Stored items:
•••
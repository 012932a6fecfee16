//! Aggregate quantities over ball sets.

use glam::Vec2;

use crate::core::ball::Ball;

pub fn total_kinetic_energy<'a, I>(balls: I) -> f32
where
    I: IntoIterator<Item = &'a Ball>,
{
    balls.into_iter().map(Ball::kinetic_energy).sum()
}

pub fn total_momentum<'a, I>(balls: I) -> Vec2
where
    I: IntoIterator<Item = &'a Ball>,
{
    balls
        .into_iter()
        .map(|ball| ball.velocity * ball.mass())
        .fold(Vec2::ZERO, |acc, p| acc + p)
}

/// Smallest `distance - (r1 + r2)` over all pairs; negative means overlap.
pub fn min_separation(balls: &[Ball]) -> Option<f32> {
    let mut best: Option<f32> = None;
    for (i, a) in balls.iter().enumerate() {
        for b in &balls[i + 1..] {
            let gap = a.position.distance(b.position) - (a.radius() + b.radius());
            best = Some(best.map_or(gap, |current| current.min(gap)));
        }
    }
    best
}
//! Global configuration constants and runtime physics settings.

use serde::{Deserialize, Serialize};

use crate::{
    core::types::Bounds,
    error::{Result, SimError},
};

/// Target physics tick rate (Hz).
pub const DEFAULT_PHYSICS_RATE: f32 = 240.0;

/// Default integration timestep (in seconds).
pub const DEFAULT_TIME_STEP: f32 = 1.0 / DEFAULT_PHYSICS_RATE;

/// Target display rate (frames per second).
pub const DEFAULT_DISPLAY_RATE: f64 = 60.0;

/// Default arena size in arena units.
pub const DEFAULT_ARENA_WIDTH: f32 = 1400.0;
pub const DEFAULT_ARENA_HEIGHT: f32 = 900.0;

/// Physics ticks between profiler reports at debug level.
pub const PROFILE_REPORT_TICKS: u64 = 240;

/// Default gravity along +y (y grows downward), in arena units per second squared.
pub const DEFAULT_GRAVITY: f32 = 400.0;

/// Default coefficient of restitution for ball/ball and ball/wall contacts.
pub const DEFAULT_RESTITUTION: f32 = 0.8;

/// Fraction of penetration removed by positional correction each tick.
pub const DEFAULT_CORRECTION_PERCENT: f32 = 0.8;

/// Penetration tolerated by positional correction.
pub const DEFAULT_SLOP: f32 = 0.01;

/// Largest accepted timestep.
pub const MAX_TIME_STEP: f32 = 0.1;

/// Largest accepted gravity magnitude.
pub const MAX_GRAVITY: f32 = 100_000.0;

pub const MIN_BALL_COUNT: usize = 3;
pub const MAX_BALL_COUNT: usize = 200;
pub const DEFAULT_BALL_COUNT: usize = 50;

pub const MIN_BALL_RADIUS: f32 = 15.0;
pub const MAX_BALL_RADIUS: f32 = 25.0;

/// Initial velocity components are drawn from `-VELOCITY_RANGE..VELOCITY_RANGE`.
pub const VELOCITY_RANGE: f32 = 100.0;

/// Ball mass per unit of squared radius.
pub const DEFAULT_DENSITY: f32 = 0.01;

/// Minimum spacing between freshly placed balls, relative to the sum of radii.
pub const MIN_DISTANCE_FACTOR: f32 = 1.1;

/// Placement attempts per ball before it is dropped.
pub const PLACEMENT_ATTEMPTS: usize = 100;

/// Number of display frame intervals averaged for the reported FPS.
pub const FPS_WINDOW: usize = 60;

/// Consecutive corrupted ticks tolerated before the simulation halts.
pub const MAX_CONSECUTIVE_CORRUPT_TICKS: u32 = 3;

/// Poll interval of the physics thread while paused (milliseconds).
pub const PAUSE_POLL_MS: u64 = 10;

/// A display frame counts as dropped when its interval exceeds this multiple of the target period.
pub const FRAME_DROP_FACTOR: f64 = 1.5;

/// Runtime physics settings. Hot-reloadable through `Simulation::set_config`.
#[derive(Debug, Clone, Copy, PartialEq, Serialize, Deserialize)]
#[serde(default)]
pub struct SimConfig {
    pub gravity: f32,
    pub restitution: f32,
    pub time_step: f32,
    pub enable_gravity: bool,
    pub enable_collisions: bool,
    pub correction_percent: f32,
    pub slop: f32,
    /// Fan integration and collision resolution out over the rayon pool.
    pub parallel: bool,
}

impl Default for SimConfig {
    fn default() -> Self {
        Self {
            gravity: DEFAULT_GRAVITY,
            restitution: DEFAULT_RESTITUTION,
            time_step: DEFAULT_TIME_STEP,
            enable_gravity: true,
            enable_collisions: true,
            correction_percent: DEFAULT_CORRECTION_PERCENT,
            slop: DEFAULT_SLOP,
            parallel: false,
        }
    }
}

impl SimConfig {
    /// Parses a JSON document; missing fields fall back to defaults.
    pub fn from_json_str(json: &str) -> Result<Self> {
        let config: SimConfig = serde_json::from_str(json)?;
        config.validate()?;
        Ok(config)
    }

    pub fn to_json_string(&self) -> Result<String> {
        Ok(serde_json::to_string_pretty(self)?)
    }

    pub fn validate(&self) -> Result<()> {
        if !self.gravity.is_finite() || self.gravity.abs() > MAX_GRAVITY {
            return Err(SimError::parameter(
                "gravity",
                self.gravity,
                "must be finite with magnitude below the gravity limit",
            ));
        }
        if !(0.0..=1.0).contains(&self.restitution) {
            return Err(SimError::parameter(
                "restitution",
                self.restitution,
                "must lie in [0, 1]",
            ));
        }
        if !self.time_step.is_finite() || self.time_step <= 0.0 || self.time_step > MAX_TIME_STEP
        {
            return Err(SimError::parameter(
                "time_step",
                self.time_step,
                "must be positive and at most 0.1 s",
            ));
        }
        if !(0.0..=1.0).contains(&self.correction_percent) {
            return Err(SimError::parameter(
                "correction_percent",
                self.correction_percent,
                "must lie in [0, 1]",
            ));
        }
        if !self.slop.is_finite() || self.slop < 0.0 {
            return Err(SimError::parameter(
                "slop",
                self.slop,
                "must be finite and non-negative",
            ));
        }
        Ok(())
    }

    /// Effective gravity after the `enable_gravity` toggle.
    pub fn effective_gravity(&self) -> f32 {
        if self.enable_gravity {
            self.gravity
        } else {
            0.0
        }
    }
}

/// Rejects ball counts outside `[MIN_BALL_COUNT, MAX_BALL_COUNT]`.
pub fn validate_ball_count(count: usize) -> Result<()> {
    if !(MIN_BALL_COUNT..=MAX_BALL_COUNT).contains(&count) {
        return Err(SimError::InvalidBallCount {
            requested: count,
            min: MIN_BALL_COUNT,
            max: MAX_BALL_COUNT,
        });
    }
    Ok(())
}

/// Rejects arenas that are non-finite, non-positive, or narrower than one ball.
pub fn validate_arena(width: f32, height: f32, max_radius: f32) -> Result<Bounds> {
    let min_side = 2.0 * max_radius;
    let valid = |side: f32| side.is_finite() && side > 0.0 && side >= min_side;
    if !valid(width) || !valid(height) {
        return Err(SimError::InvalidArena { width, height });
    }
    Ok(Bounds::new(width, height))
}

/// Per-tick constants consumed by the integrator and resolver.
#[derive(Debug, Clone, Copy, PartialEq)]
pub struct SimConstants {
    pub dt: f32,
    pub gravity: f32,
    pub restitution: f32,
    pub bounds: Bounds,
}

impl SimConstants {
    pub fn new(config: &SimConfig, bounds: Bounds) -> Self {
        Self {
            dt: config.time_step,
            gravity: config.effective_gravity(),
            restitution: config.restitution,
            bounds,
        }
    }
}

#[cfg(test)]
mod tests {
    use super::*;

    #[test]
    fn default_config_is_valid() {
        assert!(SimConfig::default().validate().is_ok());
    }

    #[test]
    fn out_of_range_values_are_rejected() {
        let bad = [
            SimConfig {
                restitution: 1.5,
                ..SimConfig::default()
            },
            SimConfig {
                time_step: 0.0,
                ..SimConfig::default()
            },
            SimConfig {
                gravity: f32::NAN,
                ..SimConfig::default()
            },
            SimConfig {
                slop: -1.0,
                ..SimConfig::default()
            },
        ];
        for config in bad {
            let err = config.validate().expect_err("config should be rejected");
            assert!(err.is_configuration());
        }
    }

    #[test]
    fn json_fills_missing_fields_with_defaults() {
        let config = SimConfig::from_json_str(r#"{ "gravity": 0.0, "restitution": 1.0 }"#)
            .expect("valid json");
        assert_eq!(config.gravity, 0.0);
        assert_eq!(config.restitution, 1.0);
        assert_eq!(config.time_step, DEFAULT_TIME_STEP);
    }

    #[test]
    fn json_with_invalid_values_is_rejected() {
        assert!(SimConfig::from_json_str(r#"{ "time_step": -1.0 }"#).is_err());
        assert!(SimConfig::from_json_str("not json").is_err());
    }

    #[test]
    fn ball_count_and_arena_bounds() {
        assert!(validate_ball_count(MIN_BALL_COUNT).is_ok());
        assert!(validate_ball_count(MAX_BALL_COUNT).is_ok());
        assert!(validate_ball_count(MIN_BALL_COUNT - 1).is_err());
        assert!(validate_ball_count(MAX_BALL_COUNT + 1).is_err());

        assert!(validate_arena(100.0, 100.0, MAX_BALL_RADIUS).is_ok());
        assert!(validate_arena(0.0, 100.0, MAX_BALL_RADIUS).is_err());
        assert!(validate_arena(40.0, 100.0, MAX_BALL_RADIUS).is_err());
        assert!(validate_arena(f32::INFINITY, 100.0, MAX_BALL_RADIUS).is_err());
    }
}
•••
■ **EXERCISE OBJECTIVE**: Among the records, find every line holding the word "timestep" and copy it.

■ **RESPONSE BOX**:
/// Default integration timestep (in seconds).
/// Largest accepted timestep.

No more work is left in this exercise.